Search the entries below for the line containing "fn highlight_end(&self, style: usize, pos: usize)"; from there to the end, return every line exactly and add nothing.

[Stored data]
----------------
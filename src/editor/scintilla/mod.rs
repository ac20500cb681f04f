// ── Scintilla buffer adapter ──────────────────────────────────────────────────
//
// This is one of exactly two modules where `unsafe` is permitted.
// Every `unsafe` block MUST carry a `// SAFETY:` comment.
//
// ── Ownership model ───────────────────────────────────────────────────────────
//
// The host editor creates and destroys the Scintilla window.  A
// `ScintillaBuffer` only borrows its `HWND` for the duration of one engine
// session and never sends WM_DESTROY or frees anything.  The host must drop
// the buffer (or switch it with `set_hwnd`) before the window goes away.
//
// Change notifications arrive through the host's WM_NOTIFY handler, not
// through this type.  The handler forwards `SCN_MODIFIED` to `on_modified`,
// which appends to a shared queue that `take_modifications` drains.

#![allow(unsafe_code)]

pub mod messages;

use messages::{
    HIGHLIGHT_ALPHA, INDIC_STRAIGHTBOX, SCFIND_MATCHCASE, SCFIND_POSIX, SCFIND_REGEXP,
    SCFIND_WHOLEWORD, SCI_BEGINUNDOACTION, SCI_ENDUNDOACTION, SCI_GETEOLMODE, SCI_GETLENGTH,
    SCI_GETLINECOUNT, SCI_GETLINEENDPOSITION, SCI_GETMAINSELECTION, SCI_GETREADONLY,
    SCI_GETSELECTIONNEND, SCI_GETSELECTIONNSTART, SCI_GETSELECTIONS, SCI_GETTAG,
    SCI_GETTARGETEND, SCI_GETTARGETSTART, SCI_GETTEXTRANGEFULL, SCI_INDICATORCLEARRANGE,
    SCI_INDICATOREND, SCI_INDICATORFILLRANGE, SCI_INDICATORVALUEAT, SCI_INDICSETALPHA,
    SCI_INDICSETFORE, SCI_INDICSETSTYLE, SCI_LINEFROMPOSITION, SCI_POSITIONFROMLINE,
    SCI_REPLACETARGET, SCI_REPLACETARGETRE, SCI_SEARCHINTARGET, SCI_SETINDICATORCURRENT,
    SCI_SETSEARCHFLAGS, SCI_SETSEL, SCI_SETTARGETRANGE, SC_EOL_CR, SC_EOL_CRLF, SC_EOL_LF,
    SC_MOD_DELETETEXT, SC_MOD_INSERTTEXT,
};
use tracing::{trace, warn};
use windows::Win32::{
    Foundation::{HWND, LPARAM, WPARAM},
    UI::WindowsAndMessaging::SendMessageW,
};

use super::{
    EolMode, Modification, ModificationKind, ModificationQueue, SearchFlags, SelectionRange,
    Target, TextBuffer,
};
use crate::error::{Error, Result};

/// `Sci_CharacterRangeFull` from Scintilla.h.
#[repr(C)]
struct CharacterRangeFull {
    cp_min: isize,
    cp_max: isize,
}

/// `Sci_TextRangeFull` from Scintilla.h.
#[repr(C)]
struct TextRangeFull {
    chrg: CharacterRangeFull,
    lpstr_text: *mut u8,
}

// ── ScintillaBuffer ───────────────────────────────────────────────────────────

/// A `TextBuffer` over a Scintilla window owned by the host editor.
pub struct ScintillaBuffer {
    hwnd: HWND,
    queue: ModificationQueue,
    /// Last pattern handed to `SCI_SEARCHINTARGET`; `SCI_GETTAG` refers to it.
    last_regex: bool,
}

impl ScintillaBuffer {
    /// Wrap the host's Scintilla window.
    ///
    /// `hwnd` must be a live Scintilla control for as long as this buffer is
    /// used.
    pub fn new(hwnd: HWND) -> Self {
        Self { hwnd, queue: ModificationQueue::default(), last_regex: false }
    }

    /// The host switched to another editor view.
    pub fn set_hwnd(&mut self, hwnd: HWND) {
        self.hwnd = hwnd;
        self.queue.borrow_mut().clear();
        self.last_regex = false;
    }

    pub fn hwnd(&self) -> HWND {
        self.hwnd
    }

    /// A handle for the host's notification handler.
    pub fn queue(&self) -> ModificationQueue {
        ModificationQueue::clone(&self.queue)
    }

    /// Forward the fields of an `SCN_MODIFIED` notification.
    ///
    /// Anything that is not a text insertion or deletion is ignored.
    pub fn on_modified(&self, modification_type: i32, position: isize, length: isize, lines_added: isize) {
        let kind = if modification_type & SC_MOD_INSERTTEXT != 0 {
            ModificationKind::Insert
        } else if modification_type & SC_MOD_DELETETEXT != 0 {
            ModificationKind::Delete
        } else {
            return;
        };
        let position = position.max(0) as usize;
        let change = Modification {
            kind,
            position,
            length: length.max(0) as usize,
            lines_added,
            line: self.line_from_position(position),
        };
        trace!(?change, "scintilla modification");
        self.queue.borrow_mut().push_back(change);
    }

    // ── Raw message helpers ───────────────────────────────────────────────────

    fn send(&self, msg: u32, wparam: usize, lparam: isize) -> isize {
        // SAFETY: hwnd is a live Scintilla window (constructor contract) and
        // every message sent through this helper takes plain integers.
        unsafe { SendMessageW(self.hwnd, msg, WPARAM(wparam), LPARAM(lparam)).0 }
    }

    fn send_usize(&self, msg: u32, wparam: usize, lparam: isize) -> usize {
        self.send(msg, wparam, lparam).max(0) as usize
    }

    /// Send a message whose LPARAM points at `bytes` and WPARAM is its length.
    fn send_bytes(&self, msg: u32, bytes: &[u8]) -> isize {
        // SAFETY: hwnd is live; Scintilla reads exactly `bytes.len()` bytes
        // from the pointer, which stays valid for the synchronous call.
        unsafe {
            SendMessageW(self.hwnd, msg, WPARAM(bytes.len()), LPARAM(bytes.as_ptr() as isize)).0
        }
    }

    fn set_target(&self, start: usize, end: usize) {
        self.send(SCI_SETTARGETRANGE, start, end as isize);
    }
}

/// `0xRRGGBB` to Win32 `COLORREF` (`0x00BBGGRR`).
fn colorref(rgb: u32) -> isize {
    let r = (rgb >> 16) & 0xFF;
    let g = (rgb >> 8) & 0xFF;
    let b = rgb & 0xFF;
    ((b << 16) | (g << 8) | r) as isize
}

fn search_flags(flags: SearchFlags) -> usize {
    let mut bits = 0;
    if flags.whole_word {
        bits |= SCFIND_WHOLEWORD;
    }
    if flags.match_case {
        bits |= SCFIND_MATCHCASE;
    }
    if flags.regex {
        bits |= SCFIND_REGEXP | SCFIND_POSIX;
    }
    bits
}

impl TextBuffer for ScintillaBuffer {
    fn length(&self) -> usize {
        self.send_usize(SCI_GETLENGTH, 0, 0)
    }

    fn line_count(&self) -> usize {
        self.send_usize(SCI_GETLINECOUNT, 0, 0).max(1)
    }

    fn line_from_position(&self, pos: usize) -> usize {
        self.send_usize(SCI_LINEFROMPOSITION, pos, 0)
    }

    fn position_from_line(&self, line: usize) -> usize {
        // -1 past the last line; clamp to the document end like MemoryBuffer.
        match self.send(SCI_POSITIONFROMLINE, line, 0) {
            p if p < 0 => self.length(),
            p => p as usize,
        }
    }

    fn line_end_position(&self, line: usize) -> usize {
        self.send_usize(SCI_GETLINEENDPOSITION, line, 0)
    }

    fn eol_mode(&self) -> EolMode {
        match self.send(SCI_GETEOLMODE, 0, 0) {
            SC_EOL_LF => EolMode::Lf,
            SC_EOL_CR => EolMode::Cr,
            SC_EOL_CRLF => EolMode::Crlf,
            other => {
                warn!(other, "unknown EOL mode, assuming CRLF");
                EolMode::Crlf
            }
        }
    }

    fn is_read_only(&self) -> bool {
        self.send(SCI_GETREADONLY, 0, 0) != 0
    }

    fn text_range(&self, start: usize, end: usize) -> Vec<u8> {
        let end = end.min(self.length());
        if start >= end {
            return Vec::new();
        }
        let mut buf = vec![0u8; end - start + 1];
        let mut range = TextRangeFull {
            chrg: CharacterRangeFull { cp_min: start as isize, cp_max: end as isize },
            lpstr_text: buf.as_mut_ptr(),
        };
        // SAFETY: hwnd is live; `buf` holds `end - start + 1` bytes as
        // SCI_GETTEXTRANGEFULL requires, and `range` outlives the call.
        let copied = unsafe {
            SendMessageW(
                self.hwnd,
                SCI_GETTEXTRANGEFULL,
                WPARAM(0),
                LPARAM(&mut range as *mut TextRangeFull as isize),
            )
            .0
        };
        buf.truncate(copied.max(0) as usize);
        buf
    }

    fn search_in_range(
        &mut self,
        pattern: &[u8],
        flags: SearchFlags,
        target: Target,
    ) -> Result<Option<(usize, usize)>> {
        self.send(SCI_SETSEARCHFLAGS, search_flags(flags), 0);
        self.set_target(target.start, target.end);
        self.last_regex = flags.regex;
        match self.send_bytes(SCI_SEARCHINTARGET, pattern) {
            -2 => Err(Error::InvalidPattern(String::from_utf8_lossy(pattern).into_owned())),
            p if p < 0 => Ok(None),
            _ => {
                let start = self.send_usize(SCI_GETTARGETSTART, 0, 0);
                let end = self.send_usize(SCI_GETTARGETEND, 0, 0);
                Ok(Some((start, end.saturating_sub(start))))
            }
        }
    }

    fn capture(&self, group: usize) -> Option<Vec<u8>> {
        if !self.last_regex {
            return None;
        }
        let len = self.send(SCI_GETTAG, group, 0);
        if len <= 0 {
            return None;
        }
        let mut buf = vec![0u8; len as usize + 1];
        // SAFETY: hwnd is live; the first call reported `len` and `buf` has
        // room for that many bytes plus the terminating null.
        let copied = unsafe {
            SendMessageW(self.hwnd, SCI_GETTAG, WPARAM(group), LPARAM(buf.as_mut_ptr() as isize)).0
        };
        buf.truncate(copied.clamp(0, len) as usize);
        Some(buf)
    }

    fn replace_range(&mut self, start: usize, end: usize, text: &[u8]) -> usize {
        self.set_target(start, end);
        let written = self.send_bytes(SCI_REPLACETARGET, text);
        start + written.max(0) as usize
    }

    fn replace_range_regex(&mut self, start: usize, end: usize, template: &[u8]) -> usize {
        self.set_target(start, end);
        let written = self.send_bytes(SCI_REPLACETARGETRE, template);
        start + written.max(0) as usize
    }

    fn begin_undo_action(&mut self) {
        self.send(SCI_BEGINUNDOACTION, 0, 0);
    }

    fn end_undo_action(&mut self) {
        self.send(SCI_ENDUNDOACTION, 0, 0);
    }

    fn take_modifications(&mut self) -> Vec<Modification> {
        self.queue.borrow_mut().drain(..).collect()
    }

    fn selections(&self) -> Vec<SelectionRange> {
        let count = self.send_usize(SCI_GETSELECTIONS, 0, 0);
        (0..count)
            .map(|n| {
                let start = self.send_usize(SCI_GETSELECTIONNSTART, n, 0);
                let end = self.send_usize(SCI_GETSELECTIONNEND, n, 0);
                SelectionRange::new(start, end)
            })
            .collect()
    }

    fn main_selection(&self) -> SelectionRange {
        let main = self.send_usize(SCI_GETMAINSELECTION, 0, 0);
        let start = self.send_usize(SCI_GETSELECTIONNSTART, main, 0);
        let end = self.send_usize(SCI_GETSELECTIONNEND, main, 0);
        SelectionRange::new(start, end)
    }

    fn set_selection(&mut self, range: SelectionRange) {
        self.send(SCI_SETSEL, range.start, range.end as isize);
    }

    fn define_highlight(&mut self, style: usize, color: u32) {
        self.send(SCI_INDICSETSTYLE, style, INDIC_STRAIGHTBOX);
        self.send(SCI_INDICSETFORE, style, colorref(color));
        self.send(SCI_INDICSETALPHA, style, HIGHLIGHT_ALPHA);
    }

    fn apply_highlight(&mut self, style: usize, start: usize, len: usize) {
        self.send(SCI_SETINDICATORCURRENT, style, 0);
        self.send(SCI_INDICATORFILLRANGE, start, len as isize);
    }

    fn clear_highlight(&mut self, style: usize, start: usize, len: usize) {
        self.send(SCI_SETINDICATORCURRENT, style, 0);
        self.send(SCI_INDICATORCLEARRANGE, start, len as isize);
    }

    fn highlight_value_at(&self, style: usize, pos: usize) -> bool {
        self.send(SCI_INDICATORVALUEAT, style, pos as isize) != 0
    }

    fn highlight_end(&self, style: usize, pos: usize) -> usize {
        let end = self.send_usize(SCI_INDICATOREND, style, pos as isize);
        // Scintilla answers 0 at the end of the document.
        if end <= pos {
            self.length()
        } else {
            end
        }
    }
}

// ── Tests ─────────────────────────────────────────────────────────────────────

#[cfg(test)]
mod tests {
    use super::*;

    #[test]
    fn colorref_swaps_red_and_blue() {
        assert_eq!(colorref(0x12_34_56), 0x56_34_12);
        assert_eq!(colorref(0xFF_00_00), 0x00_00_FF);
    }

    #[test]
    fn flags_map_to_scfind_bits() {
        let all = SearchFlags { whole_word: true, match_case: true, regex: true };
        assert_eq!(
            search_flags(all),
            SCFIND_WHOLEWORD | SCFIND_MATCHCASE | SCFIND_REGEXP | SCFIND_POSIX
        );
        assert_eq!(search_flags(SearchFlags::default()), 0);
    }
}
----------------
EXERCISE RESULT:
    fn highlight_end(&self, style: usize, pos: usize) -> usize {
        let end = self.send_usize(SCI_INDICATOREND, style, pos as isize);
        // Scintilla answers 0 at the end of the document.
        if end <= pos {
            self.length()
        } else {
            end
        }
    }
}

// ── Tests ─────────────────────────────────────────────────────────────────────

#[cfg(test)]
mod tests {
    use super::*;

    #[test]
    fn colorref_swaps_red_and_blue() {
        assert_eq!(colorref(0x12_34_56), 0x56_34_12);
        assert_eq!(colorref(0xFF_00_00), 0x00_00_FF);
    }

    #[test]
    fn flags_map_to_scfind_bits() {
        let all = SearchFlags { whole_word: true, match_case: true, regex: true };
        assert_eq!(
            search_flags(all),
            SCFIND_WHOLEWORD | SCFIND_MATCHCASE | SCFIND_REGEXP | SCFIND_POSIX
        );
        assert_eq!(search_flags(SearchFlags::default()), 0);
    }
}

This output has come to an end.